We can add -2 to both sides: $3x \equiv 2 (\text{mod 5})$

Can we divide by 3 right now? 3 and 5 are coprime, so we can divide without changing modulo. Our solution however would not be sound as $x \equiv \frac{2}{3} (\text{mod 5})$

So what can we do first? let's make it so that the right side is divisible by 3, without affecting the left side.

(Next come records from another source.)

//! Type checking pass
//!
//! A second top-down traversal that attaches a type to every expression
//! and validates every statement against the symbol table. Failure paths
//! still record a best-effort type, or none at all, so one error does not
//! cascade into its parents: an absent type means "already reported".

use crate::report::Report;
use crate::symbol_table::{MethodId, SymbolTable};
use crate::SemanticError;
use javelin_ast::{Ast, BinaryOp, ExprId, ExprKind, MethodDecl, Span, StmtId, StmtKind, UnaryOp};
use javelin_types::Type;
use rustc_hash::FxHashMap;

/// Types inferred for AST nodes, keyed by node identity.
///
/// A missing entry means an error was already reported for that node and
/// dependent checks were skipped.
#[derive(Debug, Clone, Default)]
pub struct TypeMap {
    exprs: FxHashMap<ExprId, Type>,
    stmts: FxHashMap<StmtId, Type>,
}

impl TypeMap {
    pub fn expr(&self, id: ExprId) -> Option<&Type> {
        self.exprs.get(&id)
    }

    pub fn set_expr(&mut self, id: ExprId, ty: Type) {
        self.exprs.insert(id, ty);
    }

    pub fn stmt(&self, id: StmtId) -> Option<&Type> {
        self.stmts.get(&id)
    }

    pub fn set_stmt(&mut self, id: StmtId, ty: Type) {
        self.stmts.insert(id, ty);
    }
}

/// Type-check the program against its symbol table.
pub fn check(ast: &Ast, table: &SymbolTable) -> (TypeMap, Vec<Report>) {
    let mut checker = Checker {
        ast,
        table,
        types: TypeMap::default(),
        reports: Vec::new(),
    };
    for decl in &ast.program.class.methods {
        checker.check_method(decl);
    }
    (checker.types, checker.reports)
}

struct Checker<'a> {
    ast: &'a Ast,
    table: &'a SymbolTable,
    types: TypeMap,
    reports: Vec<Report>,
}
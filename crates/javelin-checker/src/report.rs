//! Report stream
//!
//! Every pipeline stage appends to a flat list of reports instead of
//! failing. The front end decides whether error-level reports fail the
//! build. Reports serialize to JSON for IDE integration.

use serde::Serialize;
use std::fmt;

/// Severity of a report.
#[derive(Debug, Clone, Copy, PartialEq, Eq, Serialize)]
#[serde(rename_all = "lowercase")]
pub enum ReportKind {
    Log,
    Debug,
    Warning,
    Error,
}

/// Pipeline stage a report originated from.
#[derive(Debug, Clone, Copy, PartialEq, Eq, Serialize)]
#[serde(rename_all = "lowercase")]
pub enum Stage {
    Semantic,
    Optimization,
    Generation,
}

/// A single diagnostic with its source position.
///
/// `line`/`column` are `-1` for position-less reports, e.g. the register
/// allocator's budget reports.
#[derive(Debug, Clone, PartialEq, Serialize)]
pub struct Report {
    pub kind: ReportKind,
    pub stage: Stage,
    pub line: i32,
    pub column: i32,
    pub message: String,
}

impl Report {
    pub fn new(
        kind: ReportKind,
        stage: Stage,
        line: i32,
        column: i32,
        message: impl Into<String>,
    ) -> Self {
        Report {
            kind,
            stage,
            line,
            column,
            message: message.into(),
        }
    }

    /// A report with no source position.
    pub fn positionless(kind: ReportKind, stage: Stage, message: impl Into<String>) -> Self {
        Report::new(kind, stage, -1, -1, message)
    }

    pub fn is_error(&self) -> bool {
        self.kind == ReportKind::Error
    }
}

impl fmt::Display for ReportKind {
    fn fmt(&self, f: &mut fmt::Formatter<'_>) -> fmt::Result {
        let s = match self {
            ReportKind::Log => "log",
            ReportKind::Debug => "debug",
            ReportKind::Warning => "warning",
            ReportKind::Error => "error",
        };
        write!(f, "{}", s)
    }
}

impl fmt::Display for Stage {
    fn fmt(&self, f: &mut fmt::Formatter<'_>) -> fmt::Result {
        let s = match self {
            Stage::Semantic => "semantic",
            Stage::Optimization => "optimization",
            Stage::Generation => "generation",
        };
        write!(f, "{}", s)
    }
}

impl fmt::Display for Report {
    fn fmt(&self, f: &mut fmt::Formatter<'_>) -> fmt::Result {
        write!(f, "{}@{}", self.kind, self.stage)?;
        if self.line >= 0 {
            write!(f, " ({}:{})", self.line, self.column)?;
        }
        write!(f, ": {}", self.message)
    }
}

/// Whether any report in the list is error-level.
pub fn has_errors(reports: &[Report]) -> bool {
    reports.iter().any(Report::is_error)
}

/// JSON rendering of a report list for IDE integration.
pub fn reports_to_json(reports: &[Report]) -> serde_json::Result<String> {
    serde_json::to_string_pretty(reports)
}

#[cfg(test)]
mod tests {
    use super::*;

    #[test]
    fn test_display_with_position() {
        let report = Report::new(ReportKind::Error, Stage::Semantic, 3, 7, "bad");
        assert_eq!(format!("{}", report), "error@semantic (3:7): bad");
    }

    #[test]
    fn test_display_positionless() {
        let report = Report::positionless(ReportKind::Debug, Stage::Optimization, "note");
        assert_eq!(format!("{}", report), "debug@optimization: note");
    }

    #[test]
    fn test_has_errors() {
        let warning = Report::positionless(ReportKind::Warning, Stage::Semantic, "w");
        let error = Report::positionless(ReportKind::Error, Stage::Semantic, "e");
        assert!(!has_errors(&[warning.clone()]));
        assert!(has_errors(&[warning, error]));
    }

    #[test]
    fn test_json_output() {
        let report = Report::new(ReportKind::Error, Stage::Semantic, 1, 2, "oops");
        let json = reports_to_json(&[report]).unwrap();
        assert!(json.contains("\"kind\""));
        assert!(json.contains("\"error\""));
        assert!(json.contains("\"semantic\""));
        assert!(json.contains("\"oops\""));
    }
}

Note that $0 \equiv 10 (\text{mod 5})$, so we can safely add 0 to the left side and 10 to the right, giving us:

$3x \equiv 12 (\text{mod 5})$

$x \equiv 4 (\text{mod 5})$ since GCD(3,5) = 1

Example 2:

Find an integer x such that $20x \equiv 23 (\text{mod 14})$

Let's start by simplifying the congruence:

$6x \equiv 9 (\text{mod 14})$ since 20 modulo 14 is 6, and 23 modulo 14 is 9

$2x \equiv 3 (\text{mod 14})$ since gcd(3,14) = 1

How can we proceed from here? in prior examples, we would add 0 to the left side, and some multiple of 14 to the right side, until we can divide by 2. However, we won't be able to achieve this: 3 is odd, and 14 is even. No matter how many times we add 14 to 3 we won't find an even number we can divide.

Sometimes, congruences just can not be solved.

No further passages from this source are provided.